Anna Oprescu, FCLC '09
Anna Oprescu is a 2009 alumna of Fordham College at Lincoln Center.
Anna Oprescu, FCLC '09, is committed to improving the lives of the poor, the medically uninsured and the ill. "I grew up in a primarily Hispanic neighborhood that has a large medically underserved population," says Oprescu, a four-recipient of the Robert E. Campbell Endowed Scholarship and a Campion Scholar. "Many people there are not very well off. They don't have access to many opportunities or medical care. I feel that I need to work with people like them."
What attracted Oprescu most about Fordham was the University’s philosophy of cura personalis (care for the whole person)—a phrase she first heard from her mother, who earned her master’s degree in social work at the University’s Graduate School of Social Service while Oprescu was in high school.
“In the support I received from professors and administrators, Fordham surpassed my expectations,” she says. “Fordham creates many opportunities for students to find their purpose.”
Oprescu quickly found her way at Fordham through her premedical curriculum in psychology and Fordham’s various outreach programs. She took part in a 10-day service-immersion project, helping homeless and impoverished residents in Philadelphia, Pa., and Camden, N.J., through the University’s Global Outreach program. “I helped prepare food and clothing for those in need,” she says, “and got to know them as human beings and to understand their situations.”
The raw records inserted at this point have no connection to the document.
use log::info;

use crate::error::{Result, UcheckinError};
use crate::{
    DEFAULT_INTERVAL_MS, DEFAULT_REPEAT, DEFAULT_VOLUME, MAX_DURATION_SECS, MAX_RENDER_SAMPLES,
    PCM_FULL_SCALE,
};

/// How an assembled signal is turned into a PCM file body
#[derive(Debug, Clone, Copy, PartialEq)]
pub struct RenderSettings {
    /// Silence between two transmissions, in milliseconds
    pub interval_ms: u32,
    /// Number of transmissions (at least 1)
    pub repeat: usize,
    /// Output gain in [0, 1]
    pub volume: f64,
}

impl Default for RenderSettings {
    fn default() -> Self {
        Self {
            interval_ms: DEFAULT_INTERVAL_MS,
            repeat: DEFAULT_REPEAT,
            volume: DEFAULT_VOLUME,
        }
    }
}

impl RenderSettings {
    pub fn validate(&self) -> Result<()> {
        if self.repeat < 1 {
            return Err(UcheckinError::InvalidRepeat(self.repeat));
        }
        if !(0.0..=1.0).contains(&self.volume) {
            return Err(UcheckinError::InvalidVolume(self.volume));
        }
        Ok(())
    }
}

/// Final 16-bit mono PCM buffer
#[derive(Debug, Clone, PartialEq, Eq)]
pub struct RenderedAudio {
    pub sample_rate: u32,
    pub samples: Vec<i16>,
}

impl RenderedAudio {
    pub fn duration_secs(&self) -> f64 {
        self.samples.len() as f64 / self.sample_rate as f64
    }
}

/// Silence between transmissions in samples
pub fn gap_samples(interval_ms: u32, sample_rate: u32) -> usize {
    (interval_ms as f64 / 1000.0 * sample_rate as f64).round() as usize
}

/// Number of whole transmissions (signal + gap) fitting in `duration_secs`
///
/// `duration_secs` must lie in `[0, MAX_DURATION_SECS]`.
pub fn repeats_to_fill(
    duration_secs: f64,
    signal_len: usize,
    interval_ms: u32,
    sample_rate: u32,
) -> Result<usize> {
    if !(0.0..=MAX_DURATION_SECS).contains(&duration_secs) {
        return Err(UcheckinError::InvalidDuration(duration_secs));
    }
    let cycle = signal_len + gap_samples(interval_ms, sample_rate);
    if cycle == 0 || sample_rate == 0 {
        return Ok(0);
    }
    let cycle_secs = cycle as f64 / sample_rate as f64;
    Ok((duration_secs / cycle_secs).floor() as usize)
}

/// Repeat, peak-normalize, apply volume and quantize to 16 bits
pub fn render(signal: &[f64], sample_rate: u32, settings: &RenderSettings) -> Result<RenderedAudio> {
    settings.validate()?;

    let peak = signal.iter().fold(0.0f64, |acc, &x| acc.max(x.abs()));
    if !(peak > 0.0) {
        return Err(UcheckinError::DegenerateSignal);
    }

    let gap = gap_samples(settings.interval_ms, sample_rate);
    let stride = signal.len() + gap;
    let total = stride
        .checked_mul(settings.repeat)
        .filter(|&total| total <= MAX_RENDER_SAMPLES)
        .ok_or_else(|| {
            UcheckinError::InvalidParameter(format!(
                "{} repetitions of {} samples exceed {} samples",
                settings.repeat, stride, MAX_RENDER_SAMPLES
            ))
        })?;

    let scaled: Vec<i16> = signal
        .iter()
        .map(|&x| (x * settings.volume / peak * PCM_FULL_SCALE).round() as i16)
        .collect();

    let mut samples = vec![0i16; total];
    for chunk in samples.chunks_exact_mut(stride) {
        chunk[..scaled.len()].copy_from_slice(&scaled);
    }

    info!(
        "rendered {} x ({} + {} gap) = {} samples at {} Hz",
        settings.repeat,
        signal.len(),
        gap,
        total,
        sample_rate
    );

    Ok(RenderedAudio {
        sample_rate,
        samples,
    })
}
In summer 2007, she volunteered daily in the Bellevue Hospital emergency room, which helped reinforce her desire to help the less fortunate. “I met doctors, nurses and social workers who are dedicating their lives as men and women for others. They’re not just providing emergency room care," she says. “They are going the extra distance for their patients.”
During her junior year, Oprescu earned a research fellowship from the University's St. Edmund Campion Institute and spent the summer between her junior and senior years conducting neuroimmunology research at the renowned Mayo Clinic in Minnesota. On campus, she has served as a general assembly member of the Commuting Students Association and participated in the Fordham Advocates Cultural Enrichment (FACE) program, which promotes cross-cultural understanding.
After graduating from Fordham with a bachelor's degree in psychology, she headed to Romania, her mother’s native country, to lead a service-immersion project. She says she’s interested in working as a physician with either Doctors Without Borders or the Peace Corps, and ultimately would like to end up in Romania working with and for the HIV-positive youth there.
“I believe the way for me to follow my calling is to earn a medical degree,” Oprescu says. “I want to work with people who don’t have access to proper medical care. I want to be of service to those who don’t have the privileges I’ve been given.”